Just trying to get you to buy something plug and play....


----------



## WarnerConstInc. (Jan 30, 2008)

Leo G said:


> Just trying to get you to buy something plug and play....


I bought a couple plug and plays, there were anything but when it came down to it.


----------



## TimelessQuality (Sep 23, 2007)

Some pedals, a seat, handlebars... would make a cool looking bicycle:thumbup:


----------



## tgeb (Feb 9, 2006)

WarnerConstInc. said:


> the drive pulley is a little suspect, it's bore is a little bit big for the shaft and when I tighten down the set screw, it skews the pulley a little bit. I about pooped my pants when I priced out a new one though.
> 
> I really need to use this thing for a few projects and it is just getting frustrating. I knew it was going to be a project for sure, it just gets annoying when I can only work on it for an hour here and there.
> 
> Thanks for the encouragement Tom.


Maybe you could get a drive pulley with a smaller dia. and get it sized correctly by a shop for a few bucks.

The graceful/delicate frame of that saw will not take the yaw and vibration as would the rigid boxed beam frame type saws. 
It could be that the saw is a "one of" because it needs to be dead on with little margin of error to run well.

I would not do anything with the big wheels until you get the drive worked out. Maybe you could shim it and get it running true?

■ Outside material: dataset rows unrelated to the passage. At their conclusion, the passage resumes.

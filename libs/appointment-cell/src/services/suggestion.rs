// libs/appointment-cell/src/services/suggestion.rs

use crate::models::{CreateAppointmentResponse, HourSuggestion};
use crate::services::round_to_tenth;

/// Inspects a create response for an alternate lower-wait hour. Fires only
/// when the backend sent a complete alternate pair and the hour actually
/// differs from the booked one; an omitted pair is not an error. Edits and
/// deletes never produce suggestions because only creates carry the pair.
pub fn suggest_better_hour(response: &CreateAppointmentResponse) -> Option<HourSuggestion> {
    let better_hour = response.best_local_hour?;
    let better_wait = response.best_local_wait?;

    if better_hour == response.appointment.hour {
        return None;
    }

    Some(HourSuggestion {
        current_hour: response.appointment.hour,
        current_wait: round_to_tenth(response.appointment.wait_minutes()),
        better_hour,
        better_wait: round_to_tenth(better_wait),
    })
}
// libs/appointment-cell/src/repository.rs
//
// In-memory cache of the backend's appointment collection. Single source
// of truth for analytics and display; written only by the mutation
// service's success paths. Insertion order is preserved, no implicit sort.

use std::sync::{RwLock, RwLockReadGuard, RwLockWriteGuard};

use tracing::warn;

use crate::models::Appointment;

#[derive(Debug, Default)]
struct RepositoryState {
    records: Vec<Appointment>,
    loaded: bool,
}

#[derive(Debug, Default)]
pub struct AppointmentRepository {
    state: RwLock<RepositoryState>,
}

impl AppointmentRepository {
    pub fn new() -> Self {
        Self::default()
    }

    fn read(&self) -> RwLockReadGuard<'_, RepositoryState> {
        self.state.read().unwrap_or_else(|poisoned| poisoned.into_inner())
    }

    fn write(&self) -> RwLockWriteGuard<'_, RepositoryState> {
        self.state.write().unwrap_or_else(|poisoned| poisoned.into_inner())
    }

    /// Replaces the entire cached set. Used after fetch-all and after the
    /// post-edit refresh; marks the repository as loaded.
    pub fn load(&self, records: Vec<Appointment>) {
        let mut state = self.write();
        state.records = records;
        state.loaded = true;
    }

    /// Appends a freshly created record without disturbing existing order.
    /// A duplicate id replaces the stale entry in place to keep ids unique.
    pub fn insert(&self, record: Appointment) {
        let mut state = self.write();
        if let Some(existing) = state.records.iter_mut().find(|r| r.id == record.id) {
            warn!("appointment {} already cached, replacing", record.id);
            *existing = record;
        } else {
            state.records.push(record);
        }
        state.loaded = true;
    }

    /// Removes the record with the given id. Returns whether it was present.
    pub fn remove(&self, id: i64) -> bool {
        let mut state = self.write();
        let before = state.records.len();
        state.records.retain(|r| r.id != id);
        state.records.len() < before
    }

    /// Ordered snapshot of the current records for read-only consumption.
    pub fn all(&self) -> Vec<Appointment> {
        self.read().records.clone()
    }

    pub fn get(&self, id: i64) -> Option<Appointment> {
        self.read().records.iter().find(|r| r.id == id).cloned()
    }

    /// Distinguishes an empty collection from one that was never fetched.
    pub fn is_loaded(&self) -> bool {
        self.read().loaded
    }

    pub fn len(&self) -> usize {
        self.read().records.len()
    }

    pub fn is_empty(&self) -> bool {
        self.read().records.is_empty()
    }
}
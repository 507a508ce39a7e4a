pub mod client;

pub use client::BackendClient;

Maybe a different motor with a tapered shaft would keep it strait?

Watched the video again, and I'd say for sure it is the lower end, motor side that is the problem.


----------



## WarnerConstInc. (Jan 30, 2008)

I have some thin brass shim stock that I am thinking about wrapping around the shaft to see if that takes up the slop in the pulley.

I can't really run a smaller pulley on the drive shaft or it will throw off my rpms and the blade speed. 

The brain storming has been great, too bad I have to work all day tomorrow and then all evening at another house when I get back.


----------



## Railman (Jan 19, 2008)

I looked at the video some more. I believe it's mostly tire runout, & upper wheel balance...probably both. The jumping seems to be more vertical than side to side.

How much up & down runout did you see on the tires? If you haven't ground the tires true, it's bound to be a good part of problem. You can static balance the wheels with a shaft, & two smooth steel bars, or rods. Just snug the wheels down to shaft, & ride shaft on the two level steel bars. You need to get the balancing weights back on!

I really don't think the pulleys are the problem, but if your going to throw money at it, this is by far the best place I've found for them.
Fixed bore:
http://www.surpluscenter.com/sort.asp?keyword=PPP2&catname=powerTrans&PAGELEN=20&PageNo=6

Bushing type: 
http://www.surpluscenter.com/sort.asp?keyword=PPT2&catname=powerTrans&PAGELEN=20&PageNo=1
They also have single, in bushing, & fixed bore sizes. 
Their belts are also extremely reasonable. 

Before you go this rout, remove one of the belts & see if it makes a differance. If not, I doubt it's the issue. 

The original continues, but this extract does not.